TASK DETAILS → Tally the lines in the listing below that contain the string "match", and state only the total.
»»
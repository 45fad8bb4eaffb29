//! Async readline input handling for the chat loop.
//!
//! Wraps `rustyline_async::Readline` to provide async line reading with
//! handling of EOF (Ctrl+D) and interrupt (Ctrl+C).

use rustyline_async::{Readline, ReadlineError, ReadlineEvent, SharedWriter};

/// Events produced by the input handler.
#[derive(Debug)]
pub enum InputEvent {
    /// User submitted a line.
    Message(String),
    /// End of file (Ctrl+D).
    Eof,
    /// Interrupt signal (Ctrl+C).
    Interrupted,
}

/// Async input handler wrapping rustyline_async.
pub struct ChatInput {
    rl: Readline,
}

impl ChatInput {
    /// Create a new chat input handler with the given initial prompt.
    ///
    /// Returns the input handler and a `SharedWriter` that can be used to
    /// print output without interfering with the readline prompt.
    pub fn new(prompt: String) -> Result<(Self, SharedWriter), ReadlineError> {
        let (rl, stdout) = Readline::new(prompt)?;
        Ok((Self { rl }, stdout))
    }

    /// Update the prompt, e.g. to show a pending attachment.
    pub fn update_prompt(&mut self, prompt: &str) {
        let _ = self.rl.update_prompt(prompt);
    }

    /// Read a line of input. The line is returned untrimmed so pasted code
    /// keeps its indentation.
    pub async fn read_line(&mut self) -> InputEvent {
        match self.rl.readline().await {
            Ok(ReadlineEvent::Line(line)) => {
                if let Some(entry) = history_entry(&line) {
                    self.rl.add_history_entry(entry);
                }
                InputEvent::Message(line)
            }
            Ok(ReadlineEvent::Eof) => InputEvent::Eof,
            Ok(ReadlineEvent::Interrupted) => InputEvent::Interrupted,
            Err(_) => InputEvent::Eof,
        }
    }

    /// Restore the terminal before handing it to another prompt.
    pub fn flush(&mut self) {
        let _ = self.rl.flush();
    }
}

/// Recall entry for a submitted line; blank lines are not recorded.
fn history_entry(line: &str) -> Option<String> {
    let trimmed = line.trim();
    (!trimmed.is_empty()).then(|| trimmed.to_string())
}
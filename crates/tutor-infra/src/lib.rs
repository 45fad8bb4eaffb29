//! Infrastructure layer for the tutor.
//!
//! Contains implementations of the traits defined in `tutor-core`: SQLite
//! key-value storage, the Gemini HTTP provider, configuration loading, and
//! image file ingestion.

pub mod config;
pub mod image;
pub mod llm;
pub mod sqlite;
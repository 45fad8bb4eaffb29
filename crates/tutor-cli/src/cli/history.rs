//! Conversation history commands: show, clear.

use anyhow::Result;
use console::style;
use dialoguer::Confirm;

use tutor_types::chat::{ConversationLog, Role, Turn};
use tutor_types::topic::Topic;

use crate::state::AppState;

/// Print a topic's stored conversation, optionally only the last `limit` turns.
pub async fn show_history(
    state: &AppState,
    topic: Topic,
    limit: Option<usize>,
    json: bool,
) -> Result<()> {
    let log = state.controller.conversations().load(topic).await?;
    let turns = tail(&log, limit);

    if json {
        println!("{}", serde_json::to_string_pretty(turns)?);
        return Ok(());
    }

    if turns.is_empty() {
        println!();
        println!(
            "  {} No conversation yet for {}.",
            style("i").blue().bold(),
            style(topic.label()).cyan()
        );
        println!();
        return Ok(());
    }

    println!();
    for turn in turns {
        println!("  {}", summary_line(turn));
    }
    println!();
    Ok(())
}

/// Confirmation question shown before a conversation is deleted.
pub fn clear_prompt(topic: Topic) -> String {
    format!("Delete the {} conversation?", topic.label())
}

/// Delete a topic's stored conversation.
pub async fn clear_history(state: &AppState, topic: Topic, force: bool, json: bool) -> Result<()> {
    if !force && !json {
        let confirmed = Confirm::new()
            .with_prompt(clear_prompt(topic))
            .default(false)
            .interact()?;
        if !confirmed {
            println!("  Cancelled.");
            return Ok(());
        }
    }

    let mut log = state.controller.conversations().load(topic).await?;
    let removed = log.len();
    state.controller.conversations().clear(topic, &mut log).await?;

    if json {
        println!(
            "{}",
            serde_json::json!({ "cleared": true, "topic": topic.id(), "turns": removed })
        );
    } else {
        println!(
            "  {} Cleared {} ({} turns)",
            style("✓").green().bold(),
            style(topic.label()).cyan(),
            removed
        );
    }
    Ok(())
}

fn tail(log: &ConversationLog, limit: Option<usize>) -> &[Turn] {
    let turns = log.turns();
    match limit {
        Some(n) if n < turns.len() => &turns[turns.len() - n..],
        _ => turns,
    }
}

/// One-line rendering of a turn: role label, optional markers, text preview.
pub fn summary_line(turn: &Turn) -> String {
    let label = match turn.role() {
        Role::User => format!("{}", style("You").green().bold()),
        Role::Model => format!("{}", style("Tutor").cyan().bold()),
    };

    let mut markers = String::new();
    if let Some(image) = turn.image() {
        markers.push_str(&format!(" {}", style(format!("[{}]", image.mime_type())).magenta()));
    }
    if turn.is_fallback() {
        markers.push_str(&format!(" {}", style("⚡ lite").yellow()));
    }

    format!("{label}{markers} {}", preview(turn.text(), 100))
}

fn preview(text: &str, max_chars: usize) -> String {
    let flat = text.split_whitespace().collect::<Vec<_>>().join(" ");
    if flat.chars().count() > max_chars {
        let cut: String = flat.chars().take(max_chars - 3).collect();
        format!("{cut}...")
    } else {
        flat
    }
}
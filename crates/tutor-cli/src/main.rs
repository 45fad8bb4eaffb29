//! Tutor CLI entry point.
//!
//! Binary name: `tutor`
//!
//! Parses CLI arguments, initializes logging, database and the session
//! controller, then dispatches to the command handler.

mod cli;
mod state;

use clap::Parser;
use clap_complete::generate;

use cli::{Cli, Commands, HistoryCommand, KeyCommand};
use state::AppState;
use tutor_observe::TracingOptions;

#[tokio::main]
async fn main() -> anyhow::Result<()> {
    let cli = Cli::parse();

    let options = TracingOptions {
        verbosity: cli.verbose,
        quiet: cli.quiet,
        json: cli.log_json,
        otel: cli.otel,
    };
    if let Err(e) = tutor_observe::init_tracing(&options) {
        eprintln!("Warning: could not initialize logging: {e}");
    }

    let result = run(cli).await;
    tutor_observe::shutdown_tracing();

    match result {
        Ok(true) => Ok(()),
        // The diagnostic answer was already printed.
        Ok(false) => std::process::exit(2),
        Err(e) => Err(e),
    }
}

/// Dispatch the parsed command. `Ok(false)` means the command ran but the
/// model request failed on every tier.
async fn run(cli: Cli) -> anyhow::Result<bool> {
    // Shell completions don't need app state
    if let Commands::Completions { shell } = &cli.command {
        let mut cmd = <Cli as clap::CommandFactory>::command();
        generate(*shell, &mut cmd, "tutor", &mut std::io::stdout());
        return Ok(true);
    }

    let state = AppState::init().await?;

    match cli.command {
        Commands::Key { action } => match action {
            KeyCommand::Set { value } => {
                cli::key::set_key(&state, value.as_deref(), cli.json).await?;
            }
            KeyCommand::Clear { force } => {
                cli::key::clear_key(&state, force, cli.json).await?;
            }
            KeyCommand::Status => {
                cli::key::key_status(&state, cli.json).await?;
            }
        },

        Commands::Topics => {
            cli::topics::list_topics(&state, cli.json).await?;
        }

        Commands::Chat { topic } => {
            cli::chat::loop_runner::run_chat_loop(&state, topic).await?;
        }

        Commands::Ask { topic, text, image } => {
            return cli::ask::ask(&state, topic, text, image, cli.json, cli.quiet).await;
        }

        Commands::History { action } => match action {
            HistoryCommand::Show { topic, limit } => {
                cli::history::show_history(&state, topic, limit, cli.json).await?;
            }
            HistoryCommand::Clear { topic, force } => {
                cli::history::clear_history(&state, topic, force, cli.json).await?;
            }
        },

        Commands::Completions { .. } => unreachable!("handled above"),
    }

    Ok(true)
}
««
TASK OUTPUT → 7